Of many proposed mechanisms underlying aging, inflammaging theory proposes that chronic low-grade inflammatory status caused by life-time exposure of animals to a variety of antigens contributes to age-associated morbidity and mortality. An hallmark of age-associated chronic inflammation would be macrophage infiltration. In intestine, the epithelial lining separates internal organs from the enteric environment loaded with various foreign substances including microbiota and its metabolic products as well as nutrients and wastes. The lamina propria (LP) lying beneath the enterocytes in the intestinal villi especially that in the lower part, houses a largest pool of macrophages for maintaining mucosal homeostasis against the gut microbiota and for the constant need of epithelial renewal. Age-associated deterioration of gastrointestinal function could be ascribed to inflammaging, although substantial evidence is yet to emerge.

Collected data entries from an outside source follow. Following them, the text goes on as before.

//! Engine and worker-thread configuration structures.

use std::collections::HashMap;

use serde::{Deserialize, Serialize};

/// Smallest accepted worker thread stack size, in bytes.
pub const MIN_THREAD_STACK_SIZE: usize = 64 * 1024;

const ENV_WORKER_COUNT: &str = "ENGINE_WORKER_COUNT";
const ENV_SHUTDOWN_MODE: &str = "ENGINE_SHUTDOWN_MODE";
const ENV_THREAD_NAME_PREFIX: &str = "ENGINE_THREAD_NAME_PREFIX";
const ENV_THREAD_STACK_SIZE: &str = "ENGINE_THREAD_STACK_SIZE";

/// What happens to queued work when an engine is asked to stop.
///
/// Variants are ordered: `Abandon` is stronger than `Drain`, so a later
/// `Abandon` request escalates an earlier `Drain`, never the reverse.
#[derive(Debug, Clone, Copy, Default, PartialEq, Eq, PartialOrd, Ord, Hash, Serialize, Deserialize)]
#[serde(rename_all = "snake_case")]
pub enum ShutdownMode {
    /// Run every task already queued before the workers exit.
    #[default]
    Drain,
    /// Discard tasks that no worker has picked up yet.
    Abandon,
}

impl ShutdownMode {
    /// Parse a mode name (`drain` or `abandon`, case-insensitive).
    ///
    /// # Errors
    ///
    /// Returns a description of the problem if `input` names no mode.
    pub fn parse(input: &str) -> Result<Self, String> {
        match input.trim().to_ascii_lowercase().as_str() {
            "drain" => Ok(Self::Drain),
            "abandon" => Ok(Self::Abandon),
            other => Err(format!("unknown shutdown mode `{other}`")),
        }
    }

    /// Lowercase name of the mode, as used in configuration files.
    #[must_use]
    pub const fn as_str(self) -> &'static str {
        match self {
            Self::Drain => "drain",
            Self::Abandon => "abandon",
        }
    }
}

impl std::fmt::Display for ShutdownMode {
    fn fmt(&self, f: &mut std::fmt::Formatter<'_>) -> std::fmt::Result {
        f.write_str(self.as_str())
    }
}

/// Configuration for a single [`Engine`](crate::core::Engine).
#[derive(Debug, Clone, PartialEq, Eq, Serialize, Deserialize)]
#[serde(default)]
pub struct EngineConfig {
    /// Number of worker threads; fixed for the engine's lifetime.
    pub worker_count: usize,
    /// Mode applied when the engine is dropped without an explicit shutdown.
    pub shutdown_mode: ShutdownMode,
    /// Worker threads are named `{prefix}-{index}`.
    pub thread_name_prefix: String,
    /// Stack size for worker threads; platform default when `None`.
    pub thread_stack_size: Option<usize>,
}

impl Default for EngineConfig {
    fn default() -> Self {
        Self {
            worker_count: num_cpus::get().max(1),
            shutdown_mode: ShutdownMode::Drain,
            thread_name_prefix: "engine-worker".to_string(),
            thread_stack_size: None,
        }
    }
}

impl EngineConfig {
    /// Configuration with one worker per logical CPU and drain-on-drop.
    #[must_use]
    pub fn new() -> Self {
        Self::default()
    }

    /// Set the number of worker threads.
    #[must_use]
    pub const fn with_worker_count(mut self, worker_count: usize) -> Self {
        self.worker_count = worker_count;
        self
    }

    /// Set the mode used when the engine is dropped.
    #[must_use]
    pub const fn with_shutdown_mode(mut self, mode: ShutdownMode) -> Self {
        self.shutdown_mode = mode;
        self
    }

    /// Set the worker thread name prefix.
    #[must_use]
    pub fn with_thread_name_prefix(mut self, prefix: impl Into<String>) -> Self {
        self.thread_name_prefix = prefix.into();
        self
    }

    /// Set an explicit worker thread stack size in bytes.
    #[must_use]
    pub const fn with_thread_stack_size(mut self, bytes: usize) -> Self {
        self.thread_stack_size = Some(bytes);
        self
    }

    /// Validate configuration values.
    ///
    /// # Errors
    ///
    /// Returns a description of the first invalid field.
    pub fn validate(&self) -> Result<(), String> {
        if self.worker_count == 0 {
            return Err("worker_count must be greater than 0".into());
        }
        if self.thread_name_prefix.trim().is_empty() {
            return Err("thread_name_prefix must not be empty".into());
        }
        if let Some(bytes) = self.thread_stack_size {
            if bytes < MIN_THREAD_STACK_SIZE {
                return Err(format!(
                    "thread_stack_size must be at least {MIN_THREAD_STACK_SIZE} bytes, got {bytes}"
                ));
            }
        }
        Ok(())
    }

    /// Parse engine configuration from a JSON string and validate.
    ///
    /// Missing fields take their default values.
    ///
    /// # Errors
    ///
    /// Returns a description of the parse or validation failure.
    pub fn from_json_str(input: &str) -> Result<Self, String> {
        let cfg: Self = serde_json::from_str(input).map_err(|e| format!("parse error: {e}"))?;
        cfg.validate()?;
        Ok(cfg)
    }

    /// Build configuration from the process environment.
    ///
    /// A `.env` file in the working directory is loaded first if present.
    /// Recognized variables are `ENGINE_WORKER_COUNT`, `ENGINE_SHUTDOWN_MODE`,
    /// `ENGINE_THREAD_NAME_PREFIX` and `ENGINE_THREAD_STACK_SIZE`; unset
    /// variables keep their defaults.
    ///
    /// # Errors
    ///
    /// Returns a description of the first malformed variable or of the
    /// validation failure.
    pub fn from_env() -> Result<Self, String> {
        let _ = dotenvy::dotenv();
        Self::from_lookup(|key| std::env::var(key).ok())
    }

    /// Build configuration from an arbitrary key lookup using the same keys
    /// as [`EngineConfig::from_env`].
    ///
    /// # Errors
    ///
    /// Returns a description of the first malformed value or of the
    /// validation failure.
    pub fn from_lookup<F>(lookup: F) -> Result<Self, String>
    where
        F: Fn(&str) -> Option<String>,
    {
        let mut cfg = Self::default();
        if let Some(raw) = lookup(ENV_WORKER_COUNT) {
            cfg.worker_count = raw
                .trim()
                .parse()
                .map_err(|e| format!("{ENV_WORKER_COUNT}: {e}"))?;
        }
        if let Some(raw) = lookup(ENV_SHUTDOWN_MODE) {
            cfg.shutdown_mode =
                ShutdownMode::parse(&raw).map_err(|e| format!("{ENV_SHUTDOWN_MODE}: {e}"))?;
        }
        if let Some(raw) = lookup(ENV_THREAD_NAME_PREFIX) {
            cfg.thread_name_prefix = raw;
        }
        if let Some(raw) = lookup(ENV_THREAD_STACK_SIZE) {
            let bytes = raw
                .trim()
                .parse()
                .map_err(|e| format!("{ENV_THREAD_STACK_SIZE}: {e}"))?;
            cfg.thread_stack_size = Some(bytes);
        }
        cfg.validate()?;
        Ok(cfg)
    }
}

/// A named set of engine configurations, one entry per engine instance.
#[derive(Debug, Clone, Default, Serialize, Deserialize)]
pub struct EngineSetConfig {
    /// Map of engine name to configuration.
    pub engines: HashMap<String, EngineConfig>,
}

impl EngineSetConfig {
    /// Validate all engines and ensure at least one is defined.
    ///
    /// # Errors
    ///
    /// Returns a description naming the first invalid engine.
    pub fn validate(&self) -> Result<(), String> {
        if self.engines.is_empty() {
            return Err("at least one engine must be defined".into());
        }
        for (name, engine) in &self.engines {
            engine
                .validate()
                .map_err(|e| format!("engine `{name}` invalid: {e}"))?;
        }
        Ok(())
    }

    /// Parse an engine set from a JSON string and validate.
    ///
    /// # Errors
    ///
    /// Returns a description of the parse or validation failure.
    pub fn from_json_str(input: &str) -> Result<Self, String> {
        let cfg: Self = serde_json::from_str(input).map_err(|e| format!("parse error: {e}"))?;
        cfg.validate()?;
        Ok(cfg)
    }
}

In this study, we propose that the antigenic burden encountered in the intestine causes macrophage infiltration during the first few months after birth and that is sustained throughout life. Under the condition of chronic inflammation, it stands to reason to polarize macrophage toward the M2-like subtype to avoid tissue injury and eventual chaotic consequences caused by activated M1 macrophage. Consistently, it has been reported that total macrophages and myeloid derived suppressor cells cumulated in the spleens and bone marrow of aged mice were mostly anti-inflammatory M2 cells in aged mice. Macrophages are the sources of both pro-angiogenic and anti-angiogenic factors, which can differentially guide vascular network formation under many pathological conditions. We therefore propose that TNF-α derived from the macrophages in aged animals skews the angiopoetin-TIE-2 signaling in vascular endothelial cells to inflammatory settings that would facilitate recruitment of immune cells through endothelial cells. Such increase in vasculature permeability entails modulation of the endothelial cell network such as loss of VE-cadherin and pericyte, as demonstrated in this study. Together, our study demonstrates for the first time, to the best of our knowledge, that sustained aggravation of inflammation leads to age-related structural changes in organ.

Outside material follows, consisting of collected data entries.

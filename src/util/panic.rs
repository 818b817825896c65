//! Rendering of panic payloads captured with `catch_unwind`.

use std::any::Any;

/// Extract a human-readable message from a panic payload.
///
/// `panic!` with a literal produces a `&'static str` payload and a formatted
/// `panic!` produces a `String`; anything else is reported generically.
#[must_use]
pub fn panic_message(payload: &(dyn Any + Send)) -> String {
    if let Some(s) = payload.downcast_ref::<&str>() {
        (*s).to_string()
    } else if let Some(s) = payload.downcast_ref::<String>() {
        s.clone()
    } else {
        "unknown panic payload".to_string()
    }
}

#[cfg(test)]
mod tests {
    use super::*;
    use std::panic::{catch_unwind, AssertUnwindSafe};

    #[test]
    fn test_static_str_payload() {
        let payload = catch_unwind(|| panic!("boom")).unwrap_err();
        assert_eq!(panic_message(payload.as_ref()), "boom");
    }

    #[test]
    fn test_formatted_payload() {
        let code = 7;
        let payload = catch_unwind(AssertUnwindSafe(|| panic!("failed with {code}"))).unwrap_err();
        assert_eq!(panic_message(payload.as_ref()), "failed with 7");
    }

    #[test]
    fn test_opaque_payload() {
        let payload = catch_unwind(|| std::panic::panic_any(42_u32)).unwrap_err();
        assert_eq!(panic_message(payload.as_ref()), "unknown panic payload");
    }
}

Another item to consider here is a possible role for cellular senescence in these interactions, though this is not mentioned by the researchers. Senescent macrophages have been proposed to play a significant role in other inflammatory conditions, such as the development of atherosclerosis. Senescent cells produce inflammation in and of themselves, and so this might form the basis for a feedback loop of accelerated dysfunction in any situation in which macrophages accumulate over the course of aging. Senescent macrophages have been identified in other tissues, so this doesn't seem like a great leap, and possibly worth further investigation in the context of this research.